PROBLEM DESCRIPTION. Copy every line of the records below where the word "true" occurs.

Collected data
>>>>>

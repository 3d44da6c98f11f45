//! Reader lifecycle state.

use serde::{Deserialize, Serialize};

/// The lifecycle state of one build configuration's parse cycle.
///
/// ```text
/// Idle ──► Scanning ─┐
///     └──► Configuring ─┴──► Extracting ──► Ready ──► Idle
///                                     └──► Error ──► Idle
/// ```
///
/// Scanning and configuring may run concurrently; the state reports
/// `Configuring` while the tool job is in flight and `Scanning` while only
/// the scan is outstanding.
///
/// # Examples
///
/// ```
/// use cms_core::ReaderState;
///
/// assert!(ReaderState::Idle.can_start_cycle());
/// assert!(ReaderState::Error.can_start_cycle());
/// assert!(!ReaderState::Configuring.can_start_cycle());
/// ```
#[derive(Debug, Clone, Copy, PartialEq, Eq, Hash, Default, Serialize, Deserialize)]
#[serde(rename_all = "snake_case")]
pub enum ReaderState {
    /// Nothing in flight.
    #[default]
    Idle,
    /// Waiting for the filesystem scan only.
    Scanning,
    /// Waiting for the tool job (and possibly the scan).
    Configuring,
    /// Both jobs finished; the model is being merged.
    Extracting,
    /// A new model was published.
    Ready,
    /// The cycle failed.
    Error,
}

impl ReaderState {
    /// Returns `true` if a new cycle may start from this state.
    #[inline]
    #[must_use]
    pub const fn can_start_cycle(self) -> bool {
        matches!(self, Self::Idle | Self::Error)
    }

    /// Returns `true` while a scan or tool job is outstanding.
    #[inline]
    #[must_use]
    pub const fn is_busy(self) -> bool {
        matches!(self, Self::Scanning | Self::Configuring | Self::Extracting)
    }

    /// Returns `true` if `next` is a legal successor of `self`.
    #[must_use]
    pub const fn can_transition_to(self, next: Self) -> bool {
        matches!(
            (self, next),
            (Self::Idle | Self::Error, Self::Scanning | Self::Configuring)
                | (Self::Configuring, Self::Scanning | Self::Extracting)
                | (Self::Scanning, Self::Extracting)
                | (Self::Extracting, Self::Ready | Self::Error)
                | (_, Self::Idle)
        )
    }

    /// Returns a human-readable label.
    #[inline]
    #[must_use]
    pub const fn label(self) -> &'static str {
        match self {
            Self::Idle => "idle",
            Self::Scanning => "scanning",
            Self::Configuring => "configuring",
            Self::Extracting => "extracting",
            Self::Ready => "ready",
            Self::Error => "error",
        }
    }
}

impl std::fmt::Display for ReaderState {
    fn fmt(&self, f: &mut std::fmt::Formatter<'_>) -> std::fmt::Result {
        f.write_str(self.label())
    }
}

<<<<<

ANSWER SECTION.
    /// Returns `true` if a new cycle may start from this state.
    /// Returns `true` while a scan or tool job is outstanding.
    /// Returns `true` if `next` is a legal successor of `self`.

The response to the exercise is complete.